Geometry and visibility¶
Two families of tools cover this:
- Scalar at one epoch — Observation geometry: angular separation, angular size, light time, range rate, sub-observer point, phase angle, illumination fraction
- Windows over a range — Geometry finder: find intervals where a relational constraint is satisfied
When is the Moon visible above 10° from my site?¶
{
"searchWindow": {
"start": { "dateTime": "2024-01-01T00:00:00", "kind": "UTC" },
"end": { "dateTime": "2024-01-08T00:00:00", "kind": "UTC" }
},
"body": "EARTH",
"latitude": 0.7853981633974483,
"longitude": 0.0,
"altitude": 0.0,
"target": "MOON",
"relationalOperator": "Greater",
"value": 0.17453292519943295,
"aberration": "LT+S"
}
Tool: FindElevationFromSiteConstraint. Returns a list of { start, end } windows.

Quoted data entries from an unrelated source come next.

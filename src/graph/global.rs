use std::collections::BTreeMap;

use gridmap_types::{Bucket, NodeIdentity, NodeType, RateStats};

use super::leaf::{INTERNET, INTERNET_NODE};
use super::region::Region;
use super::{GraphError, Node, NodeKind, Traffic};
use crate::config::Group as GroupConfig;

/// Name of the root node.
pub const GLOBAL: &str = "edge";

/// Root of the graph: every region plus the internet.
///
/// Arcs recorded here are the ones no single region can show: traffic
/// between regions and traffic to or from the internet.
#[derive(Debug, Clone, Default, PartialEq, Eq)]
pub struct Global {
    regions: BTreeMap<String, Region>,
    internet: bool,
    traffic: Traffic,
}

impl Global {
    pub fn new() -> Self {
        Self::default()
    }

    pub fn region(&self, name: &str) -> Option<&Region> {
        self.regions.get(name)
    }

    fn region_mut(&mut self, name: &str) -> &mut Region {
        self.regions
            .entry(name.to_string())
            .or_insert_with(|| Region::new(name))
    }
}

impl Node for Global {
    fn name(&self) -> &str {
        GLOBAL
    }

    fn display_name(&self) -> &str {
        GLOBAL
    }

    fn kind(&self) -> NodeKind {
        NodeKind::Global
    }

    fn is_auxiliary(&self) -> bool {
        false
    }

    fn is_leaf(&self) -> bool {
        false
    }

    fn children(&self) -> Vec<&dyn Node> {
        let mut out: Vec<&dyn Node> = self.regions.values().map(|r| r as &dyn Node).collect();
        if self.internet {
            out.push(&INTERNET_NODE);
        }
        out.sort_by(|a, b| a.name().cmp(b.name()));
        out
    }

    fn ensure_node(
        &mut self,
        groups: &[GroupConfig],
        region: &str,
        name: &str,
        node_type: NodeType,
    ) -> Result<(), GraphError> {
        if node_type == NodeType::Internet {
            self.internet = true;
            return Ok(());
        }
        self.region_mut(region).ensure_node(groups, region, name, node_type)
    }

    fn add_traffic(
        &mut self,
        groups: &[GroupConfig],
        bucket: Bucket,
        stats: RateStats,
        src: &NodeIdentity,
        tgt: &NodeIdentity,
    ) -> Result<(), GraphError> {
        if src.node_type == NodeType::Internet {
            self.internet = true;
            return self.traffic.add(INTERNET, &tgt.region, bucket, stats);
        }
        if tgt.node_type == NodeType::Internet {
            self.internet = true;
            return self.traffic.add(&src.region, INTERNET, bucket, stats);
        }
        if src.region != tgt.region {
            return self.traffic.add(&src.region, &tgt.region, bucket, stats);
        }
        self.region_mut(&src.region).add_traffic(groups, bucket, stats, src, tgt)
    }

    fn traffic(&self) -> Option<&Traffic> {
        Some(&self.traffic)
    }
}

For named DSN ground stations, use the DSN site tools instead.
When does Earth pass between the Moon and the Sun (a lunar eclipse)?¶
{
"searchWindow": {
"start": { "dateTime": "2024-01-01T00:00:00", "kind": "UTC" },
"end": { "dateTime": "2024-12-31T00:00:00", "kind": "UTC" }
},
"observerName": "MOON",
"occultedBody": "SUN",
"occultingBody": "EARTH",
"occultingKind": "Any",
"aberrationCorrection": "None"
}
Tool: FindOccultingConstraint. The same tool covers solar eclipses (observer=EARTH, occulted=SUN, occulting=MOON) and any other occultation between SPICE-backed objects.
Phase angle and illumination¶
{
"observer": "EARTH",
"target": "MOON",
"illuminator": "SUN",
"datetime": "2024-06-21T00:00:00",
"aberration": "LT+S"
}
Tools: ComputePhaseAngle (radians), ComputeIlluminationFraction (0…1). For a "find the new moon / full moon" sweep over a range, use FindPhaseAngleConstraint.
Distance constraint¶
For approach analysis or close-encounter windows, FindDistanceConstraint is the cheapest tool. Example — find every time the Moon is closer than 380000 km from Earth in 2024 (perigee passes):
{
"searchWindow": {
"start": { "dateTime": "2024-01-01T00:00:00", "kind": "UTC" },
"end": { "dateTime": "2025-01-01T00:00:00", "kind": "UTC" }
},
"observerName": "EARTH",
"targetName": "MOON",
"relationalOperator": "Lower",
"value": 380000000,
"aberrationCorrection": "None"
}
Step-size tip¶
All Find*Constraint tools accept an optional stepSizeInSeconds. The default is searchWindow.duration / 3000. Smaller is more accurate but slower; for a yearly sweep 3600 (one hour) is usually enough; for a closer look at a single day, drop to 60–600.